ALLOWED TRANSFERS TO TRUST
A claimant may transfer assets to a trust established for the claimant’s disabled child if the child is incapable of self-support AND there is no circumstance where the trust assets can benefit the claimant.
CALCULATION OF THE PENALTY PERIOD
There is a 5-year limit on the penalty period. The penalty begins the first day of the month following the transfer. Entitlement to pension will begin the last day of the last penalty period month, with payment to begin the following month.
MEDICAL EXPENSES THAT MAY BE DEDUCTED FROM INCOME
Medical expenses for VA purposes are those that are “medically necessary; that improve a disabled individual’s functioning; or that prevent, slow, or ease an individual’s functional decline.”
1. Health care provider payments.
2. Medications, medical supplies, medical equipment, medical food, vitamins and supplements. Prescriptions and non-prescription medications.
3. Adaptive equipment. Along with adaptive services, payments for service animals are included under this section, including veterinary care.

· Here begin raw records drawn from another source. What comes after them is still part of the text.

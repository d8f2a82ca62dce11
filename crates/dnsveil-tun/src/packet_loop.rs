//! The read-classify-relay-write loop
//!
//! One dedicated worker runs this loop for the lifetime of a tunnel session.
//! Processing is strictly sequential: each query's upstream round trip
//! completes before the next frame is read. Cancellation happens by closing
//! the device, which fails the blocking read.

use crate::device::TunDevice;
use crate::upstream::UpstreamResolver;
use dnsveil_core::dns::parse_query_name;
use dnsveil_core::packet::{craft_dns_response, TrafficClass, MAX_PACKET_SIZE};
use dnsveil_core::{Classification, Counters, DomainClassifier, Packet};
use std::sync::Arc;
use tracing::{debug, info, trace, warn};

/// Sequential packet processor for one tunnel session
pub struct PacketLoop {
    device: Arc<dyn TunDevice>,
    classifier: Arc<DomainClassifier>,
    resolver: UpstreamResolver,
    counters: Arc<Counters>,
}

impl PacketLoop {
    /// Assemble a loop over owned session state
    pub fn new(
        device: Arc<dyn TunDevice>,
        classifier: Arc<DomainClassifier>,
        resolver: UpstreamResolver,
        counters: Arc<Counters>,
    ) -> Self {
        Self {
            device,
            classifier,
            resolver,
            counters,
        }
    }

    /// Run until the device read fails (close or teardown).
    ///
    /// No per-packet error is allowed to end the loop: malformed frames are
    /// dropped, unparseable DNS queries are forwarded (fail-open), and
    /// upstream failures drop only the query at hand.
    pub fn run(self) {
        let mut buf = vec![0u8; MAX_PACKET_SIZE];
        info!(upstream = %self.resolver.server(), "Packet loop started");

        loop {
            let len = match self.device.recv(&mut buf) {
                Ok(0) => continue,
                Ok(len) => len,
                Err(e) => {
                    warn!(error = %e, "Read from tunnel failed; stopping loop");
                    break;
                }
            };
            self.counters.inc_bytes_in(len as u64);

            let frame = &buf[..len];
            let candidate = match Packet::from_bytes(frame).map(|p| p.classify()) {
                Ok(TrafficClass::DnsQuery(candidate)) => candidate,
                Ok(TrafficClass::Other) => {
                    // Routing should only deliver DNS; drop anything else
                    trace!(len, "Dropping non-DNS frame");
                    continue;
                }
                Err(e) => {
                    trace!(error = %e, "Dropping unparseable frame");
                    continue;
                }
            };

            self.counters.inc_dns_queries();

            match parse_query_name(frame, candidate.dns_offset, len) {
                Some(qname) => match self.classifier.classify(&qname) {
                    Classification::BlockPrelisted => {
                        self.counters.inc_dns_blocked();
                        info!(host = %qname, "Blocked DNS (pre-listed)");
                        continue;
                    }
                    Classification::BlockUserlist => {
                        self.counters.inc_dns_blocked();
                        info!(host = %qname, "Blocked DNS (user list)");
                        continue;
                    }
                    Classification::Allow => {
                        debug!(host = %qname, "Relaying DNS query");
                    }
                },
                None => {
                    // Fail open: filtering cannot be established for this
                    // query, so forward it rather than break resolution
                    warn!("Failed to parse DNS query name; forwarding");
                }
            }

            let query = &frame[candidate.dns_offset..len];
            let reply = match self.resolver.resolve(query) {
                Ok(reply) => reply,
                Err(e) => {
                    warn!(error = %e, "Upstream DNS relay failed");
                    continue;
                }
            };

            let response = craft_dns_response(frame, &candidate, &reply);
            match self.device.send(&response) {
                Ok(written) => self.counters.inc_bytes_out(written as u64),
                Err(e) => warn!(error = %e, "Failed to write DNS response"),
            }
        }

        info!("Packet loop ended");
    }
}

4. Transportation expenses, as long as the transportation is for medical purposes.
5. Health insurance premiums. Payments for long-term care insurance premiums are included, as well as health insurance and Medicare premiums for parts B and D.
6. Smoking cessation products.
7. Institutional forms of care and in-home care. Hospital charges, nursing home charges, medical foster home charges and inpatient treatment centers are allowable expenses, including the cost of meals and lodging. Payment for in-home care to assist with ADLs (activities of daily living) and IADLs (instrumental activities of daily living) will be considered valid medical expenses as long as health care or custodial care is provided.
The major changes to VA’s pension rules will impact Veterans and their families for years to come. If special care isn’t taken to comply with the new requirements, the benefits will be in jeopardy. Contact us for sound legal guidance to understand what should be done to qualify for these important benefits.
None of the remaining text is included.